//! Discrete outputs over `embedded-hal` output pins
//!
//! For boards where outputs are individual pins from a third-party HAL
//! rather than a port word. A failed pin write is remembered and reported
//! by the next `flush`.

use embedded_hal::digital::{OutputPin, PinState};
use heapless::Vec;

use cadence_core::periph::OutputBackend;
use cadence_core::signals::{PinFunction, PortKind};
use cadence_hal::{HalError, HalResult};

struct BankPin<P> {
    function: PinFunction,
    pin: P,
    high: bool,
}

pub struct PinBank<P, const N: usize> {
    pins: Vec<BankPin<P>, N>,
    failed: bool,
}

impl<P: OutputPin, const N: usize> Default for PinBank<P, N> {
    fn default() -> Self {
        Self::new()
    }
}

impl<P: OutputPin, const N: usize> PinBank<P, N> {
    pub const fn new() -> Self {
        Self {
            pins: Vec::new(),
            failed: false,
        }
    }

    /// Bind `pin` to `function`, driven low
    pub fn add(&mut self, function: PinFunction, mut pin: P) -> HalResult<()> {
        if self.pins.iter().any(|p| p.function == function) {
            return Err(HalError::InvalidParameter);
        }
        pin.set_low().map_err(|_| HalError::BusError)?;
        self.pins
            .push(BankPin {
                function,
                pin,
                high: false,
            })
            .map_err(|_| HalError::Busy)
    }
}

impl<P: OutputPin, const N: usize> OutputBackend for PinBank<P, N> {
    fn port(&self) -> PortKind {
        PortKind::Gpio
    }

    fn set(&mut self, function: PinFunction, high: bool) {
        if let Some(p) = self.pins.iter_mut().find(|p| p.function == function) {
            match p.pin.set_state(PinState::from(high)) {
                Ok(()) => p.high = high,
                Err(_) => self.failed = true,
            }
        }
    }

    fn get(&self, function: PinFunction) -> Option<bool> {
        self.pins
            .iter()
            .find(|p| p.function == function)
            .map(|p| p.high)
    }

    fn flush(&mut self) -> HalResult<()> {
        if core::mem::take(&mut self.failed) {
            Err(HalError::BusError)
        } else {
            Ok(())
        }
    }
}

#[cfg(test)]
mod tests {
    use super::*;
    use cadence_core::config::DriverSettings;
    use cadence_core::periph::Outputs;
    use cadence_core::signals::SpindleState;
    use core::convert::Infallible;
    use embedded_hal::digital::{ErrorKind, ErrorType};

    #[derive(Default)]
    struct MockPin {
        high: bool,
    }

    impl ErrorType for MockPin {
        type Error = Infallible;
    }

    impl OutputPin for MockPin {
        fn set_low(&mut self) -> Result<(), Self::Error> {
            self.high = false;
            Ok(())
        }

        fn set_high(&mut self) -> Result<(), Self::Error> {
            self.high = true;
            Ok(())
        }
    }

    struct BrokenPin;

    impl ErrorType for BrokenPin {
        type Error = ErrorKind;
    }

    impl OutputPin for BrokenPin {
        fn set_low(&mut self) -> Result<(), Self::Error> {
            Ok(())
        }

        fn set_high(&mut self) -> Result<(), Self::Error> {
            Err(ErrorKind::Other)
        }
    }

    #[test]
    fn test_spindle_pins_through_bank() {
        let mut bank: PinBank<MockPin, 4> = PinBank::new();
        bank.add(PinFunction::SpindleOn, MockPin::default()).unwrap();
        bank.add(PinFunction::SpindleDir, MockPin::default()).unwrap();
        assert_eq!(
            bank.add(PinFunction::SpindleOn, MockPin::default()),
            Err(HalError::InvalidParameter)
        );

        let mut out = Outputs::new(bank, &DriverSettings::default());
        out.spindle_dir(true);
        out.spindle_enable(true);
        assert_eq!(out.spindle_pins(), SpindleState { on: true, ccw: true });
        assert!(out.backend().pins[0].pin.high);
    }

    #[test]
    fn test_write_error_reported_on_flush() {
        let mut bank: PinBank<BrokenPin, 2> = PinBank::new();
        bank.add(PinFunction::CoolantFlood, BrokenPin).unwrap();
        bank.set(PinFunction::CoolantFlood, true);
        assert_eq!(bank.get(PinFunction::CoolantFlood), Some(false));
        assert_eq!(bank.flush(), Err(HalError::BusError));
        assert_eq!(bank.flush(), Ok(()));
    }
}
//! Auxiliary ports
//!
//! Analog outputs are PWM channels at a fixed 5 kHz taking 0..100 %.
//! Analog inputs are ADC reads. Ports used by a plugin or an aux-control
//! binding are claimed so they cannot be claimed twice.

use heapless::Vec;

use cadence_hal::{AnalogInput, HalResult, PwmChannel};

use crate::config::{ConfigError, SpindleSettings};
use crate::signals::{PinFunction, SignalGroup, SignalTable};

use super::spindle::PwmRamp;

/// Analog output PWM frequency
pub const ANALOG_OUT_FREQ_HZ: f32 = 5000.0;

/// Maximum analog ports of each direction
pub const MAX_ANALOG_PORTS: usize = 4;

/// Aux port class
#[derive(Debug, Clone, Copy, PartialEq, Eq)]
#[cfg_attr(feature = "defmt", derive(defmt::Format))]
pub enum AuxPortKind {
    DigitalIn,
    DigitalOut,
    AnalogIn,
    AnalogOut,
}

impl AuxPortKind {
    pub const fn function(self, port: u8) -> PinFunction {
        match self {
            Self::DigitalIn => PinFunction::AuxIn(port),
            Self::DigitalOut => PinFunction::AuxOut(port),
            Self::AnalogIn => PinFunction::AnalogIn(port),
            Self::AnalogOut => PinFunction::AnalogOut(port),
        }
    }

    const fn index(self) -> usize {
        self as usize
    }
}

/// Claimed aux ports, one bitmask per kind
#[derive(Debug, Clone, Copy, Default)]
pub struct PortClaims {
    claimed: [u32; 4],
}

impl PortClaims {
    pub const fn new() -> Self {
        Self { claimed: [0; 4] }
    }

    /// Claim `port` and label its pin with `description`
    pub fn claim(
        &mut self,
        table: &mut SignalTable,
        kind: AuxPortKind,
        port: u8,
        description: &'static str,
    ) -> Result<(), ConfigError> {
        let function = kind.function(port);
        if port >= 32 {
            return Err(ConfigError::MissingPin(function));
        }
        if self.is_claimed(kind, port) {
            return Err(ConfigError::AlreadyClaimed(function));
        }
        if !table.set_description(function, description) {
            return Err(ConfigError::MissingPin(function));
        }
        self.claimed[kind.index()] |= 1 << port;
        Ok(())
    }

    pub fn is_claimed(&self, kind: AuxPortKind, port: u8) -> bool {
        port < 32 && self.claimed[kind.index()] & (1 << port) != 0
    }
}

struct AnalogOut<P> {
    port: u8,
    pwm: P,
    ramp: Option<PwmRamp>,
    value: f32,
}

/// PWM-backed analog outputs
pub struct AnalogOutputs<P> {
    ports: Vec<AnalogOut<P>, MAX_ANALOG_PORTS>,
}

impl<P: PwmChannel> Default for AnalogOutputs<P> {
    fn default() -> Self {
        Self::new()
    }
}

impl<P: PwmChannel> AnalogOutputs<P> {
    pub const fn new() -> Self {
        Self { ports: Vec::new() }
    }

    /// Add the PWM channel for analog output `port`
    pub fn add(&mut self, port: u8, pwm: P) -> Result<(), ConfigError> {
        if self.ports.iter().any(|p| p.port == port) {
            return Err(ConfigError::AlreadyClaimed(PinFunction::AnalogOut(port)));
        }
        self.ports
            .push(AnalogOut {
                port,
                pwm,
                ramp: None,
                value: 0.0,
            })
            .map_err(|_| ConfigError::TableFull)
    }

    /// Program every channel for 5 kHz, 0..100 %
    ///
    /// A channel that fails stays unavailable; the first error is returned.
    pub fn configure(&mut self, clock_hz: u32) -> HalResult<()> {
        let settings = SpindleSettings {
            pwm_freq_hz: ANALOG_OUT_FREQ_HZ,
            rpm_max: 100.0,
            ..Default::default()
        };
        let mut result = Ok(());
        for port in self.ports.iter_mut() {
            let ramp = PwmRamp::compute(&settings, clock_hz).and_then(|ramp| {
                port.pwm.configure(ramp.timing())?;
                Ok(ramp)
            });
            match ramp {
                Ok(ramp) => {
                    port.pwm.set_level(ramp.off_value);
                    port.value = 0.0;
                    port.ramp = Some(ramp);
                }
                Err(e) => {
                    #[cfg(feature = "defmt")]
                    defmt::warn!("analog out {} unavailable: {}", port.port, e);
                    port.ramp = None;
                    if result.is_ok() {
                        result = Err(e);
                    }
                }
            }
        }
        result
    }

    /// Set analog output `port` to `value` percent
    ///
    /// Returns false if the port does not exist or its PWM is unavailable.
    pub fn analog_out(&mut self, port: u8, value: f32) -> bool {
        let Some(out) = self.ports.iter_mut().find(|p| p.port == port) else {
            return false;
        };
        let Some(ramp) = out.ramp.as_ref() else {
            return false;
        };
        out.pwm.set_level(ramp.value(value));
        out.value = value;
        true
    }

    /// Last value written to `port`
    pub fn value(&self, port: u8) -> Option<f32> {
        self.ports
            .iter()
            .find(|p| p.port == port && p.ramp.is_some())
            .map(|p| p.value)
    }

    pub fn len(&self) -> usize {
        self.ports.len()
    }

    pub fn is_empty(&self) -> bool {
        self.ports.is_empty()
    }
}

/// ADC-backed analog inputs
pub struct AnalogInputs<A> {
    adc: A,
    /// (port, GPIO) pairs from the signal table
    ports: Vec<(u8, u8), MAX_ANALOG_PORTS>,
}

impl<A: AnalogInput> AnalogInputs<A> {
    /// Collect the analog inputs of `table`
    pub fn new(adc: A, table: &SignalTable) -> Result<Self, ConfigError> {
        let mut ports = Vec::new();
        for input in table.inputs_in(SignalGroup::AuxInputAnalog) {
            if let PinFunction::AnalogIn(port) = input.function {
                ports
                    .push((port, input.pin))
                    .map_err(|_| ConfigError::TableFull)?;
            }
        }
        Ok(Self { adc, ports })
    }

    /// Raw conversion of analog input `port`
    pub fn analog_in(&mut self, port: u8) -> Option<u16> {
        let pin = self.ports.iter().find(|p| p.0 == port)?.1;
        self.adc.read(pin)
    }

    /// Full-scale reading of the ADC
    pub fn full_scale(&self) -> u16 {
        self.adc.full_scale()
    }

    pub fn len(&self) -> usize {
        self.ports.len()
    }

    pub fn is_empty(&self) -> bool {
        self.ports.is_empty()
    }
}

**What needs to be done**
Starting at the line that contains "reading of the ADC", copy each line through the last one in the records, exactly, and output nothing else.

**Expected output**
    /// Full-scale reading of the ADC
    pub fn full_scale(&self) -> u16 {
        self.adc.full_scale()
    }

    pub fn len(&self) -> usize {
        self.ports.len()
    }

    pub fn is_empty(&self) -> bool {
        self.ports.is_empty()
    }
}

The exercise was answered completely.